The Mudcat Café TM
Thread #144039   Message #3328279
Posted By: Don Firth
24-Mar-12 - 04:32 PM
Thread Name: More stuff about the circle of 5ths
Subject: RE: More stuff about the circle of 5ths
I bought my first guitar ($9.95 plus $5.00 for a fiberboard case) back in 1952 or '53. I was very lucky with this guitar in a number of ways. The first was that the bloody thing was actually playable! The intonation was on, the frets were accurately placed, and the action was low and soft. It did, however, sound a bit like it was made of apple-crate wood, which it was. The salesman threw in a free pick, which I never used.

The second lucky thing was that the salesman tossed in a free copy of Nick Manoloff's Spanish Guitar Method, which included a handy-dandy patented Nick Manoloff Chord Wheel.

CLICKY

(Click on the images and they increase in size. The second image is the backside of the bottom disk of the chord wheel, for quick reference.)

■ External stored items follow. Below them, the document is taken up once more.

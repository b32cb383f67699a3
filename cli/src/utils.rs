//! File, prompt and formatting helpers.

use std::{
    fs,
    io::BufRead,
    path::{Path, PathBuf},
};

use anyhow::{bail, Context, Result};
use stockdesk_shared::{resolve_image_url, InventoryItem};

const IMAGE_EXTENSIONS: [&str; 6] = ["png", "jpg", "jpeg", "gif", "webp", "svg"];

/// An image file read from disk, ready for a multipart part.
#[derive(Debug, Clone, PartialEq, Eq)]
pub struct UploadFile {
    /// File name sent with the part.
    pub file_name: String,
    /// Guessed content type.
    pub mime_type: String,
    /// File contents.
    pub bytes: Vec<u8>,
}

/// Reads an image from `path`, rejecting non-image extensions.
pub fn load_upload(path: &Path) -> Result<UploadFile> {
    if !has_image_extension(path, &IMAGE_EXTENSIONS) {
        bail!("not an image file: {}", path.display());
    }
    let bytes =
        fs::read(path).with_context(|| format!("failed to read image {}", path.display()))?;
    let mime_type = mime_guess2::from_path(path)
        .first_or_octet_stream()
        .essence_str()
        .to_string();
    Ok(UploadFile {
        file_name: file_name(path),
        mime_type,
        bytes,
    })
}

/// Loads every path, paired with a display label standing in for a preview.
pub fn load_uploads(paths: &[PathBuf]) -> Result<Vec<(UploadFile, String)>> {
    paths
        .iter()
        .map(|path| Ok((load_upload(path)?, path.display().to_string())))
        .collect()
}

/// Asks a yes/no question; anything but `y`/`yes` is a no.
pub fn confirm_from(mut input: impl BufRead, prompt: &str) -> Result<bool> {
    eprint!("{prompt} [y/N] ");
    let mut line = String::new();
    input.read_line(&mut line).context("failed to read confirmation")?;
    let answer = line.trim().to_ascii_lowercase();
    Ok(answer == "y" || answer == "yes")
}

/// Renders items as an aligned text table.
pub fn format_table(items: &[InventoryItem], asset_host: &str) -> String {
    let header = ["ID", "NAME", "CATEGORY", "BRAND", "PRICE", "STOCK", "STATUS", "RX", "IMAGE"];
    let rows: Vec<[String; 9]> = items
        .iter()
        .map(|item| {
            [
                item.id.clone(),
                item.name.clone(),
                item.category.label().to_string(),
                item.brand.clone(),
                format!("{:.2}", item.price),
                item.stock.to_string(),
                item.status.code().to_string(),
                item.prescription.code().to_string(),
                resolve_image_url(asset_host, item.primary_image().as_deref()),
            ]
        })
        .collect();

    let mut widths = header.map(str::len);
    for row in &rows {
        for (width, cell) in widths.iter_mut().zip(row) {
            *width = (*width).max(cell.chars().count());
        }
    }

    let render = |cells: &[String]| {
        cells
            .iter()
            .zip(widths)
            .map(|(cell, width)| format!("{cell:<width$}"))
            .collect::<Vec<_>>()
            .join("  ")
            .trim_end()
            .to_string()
    };

    let mut lines = vec![render(header.map(str::to_string).as_slice())];
    lines.extend(rows.iter().map(|row| render(row.as_slice())));
    lines.join("\n")
}

fn file_name(path: &Path) -> String {
    path.file_name()
        .and_then(|name| name.to_str())
        .unwrap_or_default()
        .to_string()
}

fn has_image_extension(path: &Path, exts: &[&str]) -> bool {
    path.extension()
        .and_then(|ext| ext.to_str())
        .map(|ext| exts.iter().any(|item| ext.eq_ignore_ascii_case(item)))
        .unwrap_or(false)
}
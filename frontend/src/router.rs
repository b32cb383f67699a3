use yew::prelude::*;
use yew_router::prelude::*;

use crate::pages;

#[derive(Routable, Clone, PartialEq, Debug)]
pub enum Route {
    #[at("/")]
    Home,

    #[at("/admin/inventory")]
    Inventory,

    #[at("/login")]
    Login,

    #[not_found]
    #[at("/404")]
    NotFound,
}

fn switch(route: Route) -> Html {
    match route {
        Route::Home => html! { <Redirect<Route> to={Route::Inventory} /> },
        Route::Inventory => html! { <pages::AdminInventoryPage /> },
        Route::Login => html! { <pages::login::LoginPage /> },
        Route::NotFound => html! { <pages::not_found::NotFoundPage /> },
    }
}

#[function_component(AppRouter)]
pub fn app_router() -> Html {
    html! {
        <BrowserRouter>
            <div class="flex flex-col bg-[var(--bg)]" style="min-height: 100vh; min-height: 100svh;">
                <Switch<Route> render={switch} />
            </div>
        </BrowserRouter>
    }
}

Two cardboard disks attached with a metal eyelet, with "windows" in the top one. Dial a key and it tells you what chords are available in that key.

I got curious, so I peeked behind the top disk (they were suffiently flexible) and lo! I got my first lesson in music theory. The chords were arranged in what I learned later was the "Circle of Fifths." It not only gives you chord families, it also shows how the keys are related to each other.

It merits a great deal of serious study.

I have absorbed all this, reinforced by two years of music theory study at the U. of Washington, and another two years at the Cornish College of the Arts (a sort of conservatory). The Chord Wheel and the Circle of Fifths are not the be-all and end-all of music theory, but knowing the Circle of Fifths is a tremendous help in learning chords and chord relationships, and it's a very important aspect of music theory. I no longer need to use the Chord Wheel (it's all in my head), but I still have it around here somewhere.